女子ゴルフの勝みなみ、国内メジャー初優勝


難コースで2桁アンダー、2位に6打差で圧巻の6勝目

女子ゴルフの勝みなみ、国内メジャー初優勝

国内メジャー大会初制覇を果たし、トロフィーを手に笑顔の勝みなみ=4日、栃木・烏山城CC

 勝のパーパットがカップに少し蹴られ、ボギーのウイニングパットに。それもご愛嬌(あいきょう)と言えるほどの圧勝だった。2位に6打の大差をつけ、最高峰の大会で頂点に立った。「やっぱり女子オープンはアマチュアの時から夢の舞台。いつかは優勝したかった」。笑顔がはじけた。

 アマ時代の2014年に15歳でツアー優勝。1998年度生まれの「黄金世代」でいち早く名を挙げた。17年にプロとなってから一時は勝利が遠のくなど、苦しい時期もあった。最終ラウンド。後続との差を広げた終盤、ギャラリーから「おめでとう」と声を掛けられると、「泣きそうになった」。実感がこもった。

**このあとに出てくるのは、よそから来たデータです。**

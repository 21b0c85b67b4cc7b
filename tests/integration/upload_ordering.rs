//! Concurrent image uploads land in completion order.

use std::time::Duration;

use crossterm::event::KeyCode;
use tokio::io::AsyncWriteExt;
use tokio::sync::mpsc;

use ephemera::app::{spawn_ingest, IngestContext};
use ephemera::chat::ingest::{encode_data_uri, ingest_reader, DataUri};
use ephemera::chat::MessageKind;
use ephemera::render::MessageBody;
use ephemera::tea::{update, Message};

use crate::fixtures::{clock, ctrl, filler, key, model, png, ImageDir, TIMESTAMP_FORMAT};

const RECV_TIMEOUT: Duration = Duration::from_secs(10);

async fn recv(rx: &mut mpsc::UnboundedReceiver<Message>) -> Message {
    tokio::time::timeout(RECV_TIMEOUT, rx.recv())
        .await
        .expect("Timed out waiting for upload completion")
        .expect("Channel closed")
}

/// Start an upload whose bytes are only available once the returned writer
/// is fed and dropped.
fn gated_upload(
    media_type: &'static str,
    tx: mpsc::UnboundedSender<Message>,
) -> tokio::io::DuplexStream {
    let (writer, reader) = tokio::io::duplex(1024);
    tokio::spawn(async move {
        let clock = clock();
        let msg = match ingest_reader(reader, Some(media_type), &clock, TIMESTAMP_FORMAT).await {
            Ok(message) => Message::ImageIngested {
                message,
                preview: None,
            },
            Err(e) => Message::ImageIngestFailed {
                path: media_type.into(),
                error: e.to_string(),
            },
        };
        let _ = tx.send(msg);
    });
    writer
}

#[tokio::test]
async fn test_ten_byte_upload_produces_one_image() {
    let dir = ImageDir::new();
    let bytes: Vec<u8> = (1..=10).collect();
    let path = dir.write("tiny.png", &bytes);

    let mut model = model();
    let (tx, mut rx) = mpsc::unbounded_channel();
    model.pending_uploads = 1;
    spawn_ingest(path, IngestContext::from_model(&model), tx);

    let msg = recv(&mut rx).await;
    assert!(matches!(msg, Message::ImageIngested { preview: None, .. }));
    update(&mut model, msg);

    assert_eq!(model.store.len(), 1);
    let message = &model.store.all()[0];
    assert_eq!(message.kind(), MessageKind::Image);
    assert_eq!(message.content(), encode_data_uri("image/png", &bytes));
    assert_eq!(message.timestamp(), "10:11:12");

    let uri = DataUri::parse(message.content()).unwrap();
    assert_eq!(uri.decode().unwrap(), bytes);
}

#[tokio::test]
async fn test_later_upload_finishing_first_is_appended_first() {
    let mut model = model();
    let (tx, mut rx) = mpsc::unbounded_channel();
    model.pending_uploads = 2;

    // A starts first but its bytes are held back.
    let mut a_writer = gated_upload("image/png", tx.clone());
    let a_bytes = filler(256 * 1024);

    // B is tiny and completes right away.
    let b_writer = gated_upload("image/gif", tx.clone());
    drop(b_writer);

    let first = recv(&mut rx).await;
    update(&mut model, first);
    assert_eq!(model.store.len(), 1);
    assert!(model.store.all()[0].content().starts_with("data:image/gif;base64,"));

    a_writer.write_all(&a_bytes).await.unwrap();
    drop(a_writer);

    let second = recv(&mut rx).await;
    update(&mut model, second);

    let kinds: Vec<_> = model
        .store
        .all()
        .iter()
        .map(|m| DataUri::parse(m.content()).unwrap().media_type.to_string())
        .collect();
    assert_eq!(kinds, vec!["image/gif", "image/png"]);
    assert_eq!(
        DataUri::parse(model.store.all()[1].content()).unwrap().decoded_len(),
        a_bytes.len()
    );
    assert_eq!(model.pending_uploads, 0);
}

#[tokio::test]
async fn test_concurrent_file_uploads_each_append_once() {
    let dir = ImageDir::new();
    let big = dir.write("big.png", &filler(2 * 1024 * 1024));
    let small = dir.write("small.gif", &filler(10));

    let mut model = model();
    let (tx, mut rx) = mpsc::unbounded_channel();
    model.pending_uploads = 2;

    spawn_ingest(big, IngestContext::from_model(&model), tx.clone());
    spawn_ingest(small, IngestContext::from_model(&model), tx.clone());

    let mut arrival = Vec::new();
    for _ in 0..2 {
        let msg = recv(&mut rx).await;
        if let Message::ImageIngested { ref message, .. } = msg {
            arrival.push(message.clone());
        }
        update(&mut model, msg);
    }

    // Either order is legal; the store must match arrival exactly.
    assert_eq!(arrival.len(), 2);
    assert_eq!(model.store.all(), arrival.as_slice());
    assert_eq!(model.pending_uploads, 0);
}

#[tokio::test]
async fn test_upload_in_flight_during_clear_still_lands() {
    let mut model = model();
    let (tx, mut rx) = mpsc::unbounded_channel();

    update(&mut model, Message::Paste("before clear".to_string()));
    update(&mut model, key(KeyCode::Enter));
    assert_eq!(model.store.len(), 1);

    model.pending_uploads = 1;
    let mut writer = gated_upload("image/webp", tx);

    update(&mut model, ctrl('l'));
    assert!(model.store.is_empty());

    writer.write_all(&filler(64)).await.unwrap();
    drop(writer);
    update(&mut model, recv(&mut rx).await);

    assert_eq!(model.store.len(), 1);
    assert_eq!(model.store.all()[0].kind(), MessageKind::Image);
}

#[tokio::test]
async fn test_missing_file_appends_nothing() {
    let dir = ImageDir::new();
    let mut model = model();
    let (tx, mut rx) = mpsc::unbounded_channel();
    model.pending_uploads = 1;

    spawn_ingest(
        dir.temp_dir.path().join("gone.png"),
        IngestContext::from_model(&model),
        tx,
    );
    let msg = recv(&mut rx).await;
    assert!(matches!(msg, Message::ImageIngestFailed { .. }));

    update(&mut model, msg);
    assert!(model.store.is_empty());
    assert_eq!(model.pending_uploads, 0);
}

#[tokio::test]
async fn test_real_image_arrives_with_a_preview() {
    let dir = ImageDir::new();
    let path = dir.write("photo.png", &png(300, 100));

    let mut model = model();
    model.config.image_tile_width = 30;
    let (tx, mut rx) = mpsc::unbounded_channel();
    model.pending_uploads = 1;
    spawn_ingest(path, IngestContext::from_model(&model), tx);

    update(&mut model, recv(&mut rx).await);
    assert_eq!(model.store.len(), 1);

    let snapshot = model.snapshot();
    let MessageBody::Image {
        media_type,
        preview: Some(preview),
        ..
    } = &snapshot.messages[0].body
    else {
        panic!("expected a decoded image, got {:?}", snapshot.messages[0].body);
    };
    assert_eq!(media_type, "image/png");
    assert_eq!(preview.cell_size(), (30, 5));

    // Later snapshots reuse the same decode.
    let again = model.snapshot();
    assert_eq!(again.messages[0].body, snapshot.messages[0].body);
}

 1番と2番で3~4メートルのパーパットを決めて流れをつかんだ。「きょうはいけるかも、となった」。前半二つのパー5では2オンを狙わず、確実に寄せてバーディーを奪うなど戦略も光った。アンダーパーが9人しかいなかった難コースで、ただ一人の2桁アンダー。同じ世代の渋野は「勝ちゃんだけ違うコースを回っているみたいだった」と目を丸くしていた。

 複数年シードを得て、来季終了後に米ツアー挑戦の可能性も。まずは今季。「プロになってから(今年を含め)最高が年間2勝。残りの試合で優勝できるように、気持ちを切り替えたい」。浮かれず、戦い抜いていく。

 渋野日向子 外してはいけないところでボギーになって、フラストレーションのたまるゴルフだった。4日間を通して安定したプレーができていない。

 稲見萌寧 苦手なコースで、調子が悪いことも重なってしまった。最後の2日間はもったいないものばかり。とりあえず疲労感が半端ではない。